Wie war es nur möglich, dass diese schillernde Stadt ihres gemeinsamen Glücks mit einem Male derart abweisend und bedrohlich wirkte? Berlin hatte sich in eine dröhnende Lawine marschierender Soldaten nebst Munition und Ausrüstung verwandelt, die in den nächsten Tagen und Wochen von verschiedenen Seiten aus auf die Grenze zu Frankreich zurollen würde.

»Du wärst besser zu Hause geblieben. Sicher hast du noch eine Menge zu tun«, sagte er hilflos, doch war er nicht überrascht, als Madeleine den Kopf schüttelte.

Tränen schimmerten in ihren Augen. »Nein, nicht besser … Uns bleibt so wenig Zeit …«, widersprach sie, so leise, dass niemand der Umstehenden ihren weichen, singenden Akzent vernahm, der ihre französische Herkunft verriet.

Stumm fuhr sich Paul mit der Hand über den schweißfeuchten Nacken, während die schrillen Stimmen der Zeitungsjungen in seinem Kopf widerhallten, die Schlagzeilen, die unheilschwanger die vergangenen Tage überschattet hatten: Keine Einigung in der Frage der spanischen Thronfolge – Leopold von Hohenzollern zieht seine Kandidatur zurück – Der französische Botschafter bedrängt König Wilhelm bei seiner Kur in Ems – Endgültige Absage des Königs an Frankreich. Keine weiteren Zugeständnisse. Und immer wieder Neuigkeiten zur allgemeinen Mobilmachung, der sich nun auch die süddeutschen Staaten, ja sogar Bayern, anschließen würden.

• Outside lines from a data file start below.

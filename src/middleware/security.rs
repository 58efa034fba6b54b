//! Security-header policy: the standard hardening set, applied to every
//! response including short-circuited rejections.

use axum::{
    extract::Request,
    http::HeaderValue,
    middleware::Next,
    response::Response,
};

pub async fn security_headers(req: Request, next: Next) -> Response {
    let mut response = next.run(req).await;
    let headers = response.headers_mut();

    // Clickjacking protection
    headers.insert("X-Frame-Options", HeaderValue::from_static("DENY"));

    // MIME-sniffing protection
    headers.insert(
        "X-Content-Type-Options",
        HeaderValue::from_static("nosniff"),
    );

    // Legacy XSS filter
    headers.insert(
        "X-XSS-Protection",
        HeaderValue::from_static("1; mode=block"),
    );

    headers.insert(
        "Content-Security-Policy",
        HeaderValue::from_static("default-src 'self'"),
    );

    headers.insert(
        "Strict-Transport-Security",
        HeaderValue::from_static("max-age=31536000; includeSubDomains; preload"),
    );

    // Never expose server implementation details
    headers.insert("Server", HeaderValue::from_static("Gantry"));

    headers.insert(
        "Referrer-Policy",
        HeaderValue::from_static("strict-origin-when-cross-origin"),
    );

    headers.insert(
        "Permissions-Policy",
        HeaderValue::from_static("geolocation=(), microphone=(), camera=(), payment=()"),
    );

    headers.insert(
        "Cross-Origin-Embedder-Policy",
        HeaderValue::from_static("require-corp"),
    );
    headers.insert(
        "Cross-Origin-Opener-Policy",
        HeaderValue::from_static("same-origin"),
    );
    headers.insert(
        "Cross-Origin-Resource-Policy",
        HeaderValue::from_static("same-origin"),
    );

    response
}

#[cfg(test)]
mod tests {
    use axum::{Router, body::Body, middleware::from_fn, routing::get};
    use tower::ServiceExt;

    use super::*;

    #[tokio::test]
    async fn test_standard_set_is_applied() {
        let app = Router::new()
            .route("/", get(|| async { "ok" }))
            .layer(from_fn(security_headers));

        let response = app
            .oneshot(
                axum::http::Request::builder()
                    .uri("/")
                    .body(Body::empty())
                    .unwrap(),
            )
            .await
            .unwrap();

        let headers = response.headers();
        assert_eq!(headers.get("X-Frame-Options").unwrap(), "DENY");
        assert_eq!(headers.get("X-Content-Type-Options").unwrap(), "nosniff");
        assert_eq!(headers.get("Server").unwrap(), "Gantry");
        assert_eq!(
            headers.get("Content-Security-Policy").unwrap(),
            "default-src 'self'"
        );
        assert!(headers.contains_key("Strict-Transport-Security"));
        assert!(headers.contains_key("Permissions-Policy"));
        assert_eq!(
            headers.get("Cross-Origin-Opener-Policy").unwrap(),
            "same-origin"
        );
    }
}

Mühsam verdrängte Paul diese Gedanken und wandte sich wieder Madeleine zu, die ihm noch nie so zart, noch nie so verletzlich erschienen war wie hier auf diesem Bahnsteig. »Wenn du sicher in Metz angekommen bist«, sagte er, »warte bitte nicht auf Post von mir.« Seine Stimme klang heiser. »Ich werde dir nicht schreiben.«

Ein heftiges Aufbegehren trat in Madeleines Augen. »Mais pourquoi? Du könntest es doch zumindest versuchen, wenn …«

Er schüttelte den Kopf. »Es ist sicherer so.« Sein Blick suchte den ihren. »Und ich werde nichts tun, das dich in Gefahr bringt. Still …«, sagte er sanft, als sie erneut protestieren wollte. »Metz ist eine der bedeutendsten militärischen Festungen Frankreichs. Möglich, dass es dort zu Kämpfen kommt … Und dann wird man anfangen, sich gegenseitig zu misstrauen, Verräter und Spione auszumachen. Eine junge Frau, die in dieser Zeit Post von einem preußischen Offizier erhielte, wäre ein gefundenes Fressen für alle, die einen Sündenbock suchen. So etwas könnte ich nie verantworten …«

Das schrille Pfeifen einer Lokomotive zerriss den Rest des Satzes. Madeleine zuckte zusammen, und Pauls verzweifeltes Bedürfnis, sie vor allem Leid und Unbill zu schützen, wurde schier übermächtig. Wie konnte er sie jetzt einfach allein ziehen lassen? Er wäre bereit, sein Leben zu geben, um das ihre zu schützen.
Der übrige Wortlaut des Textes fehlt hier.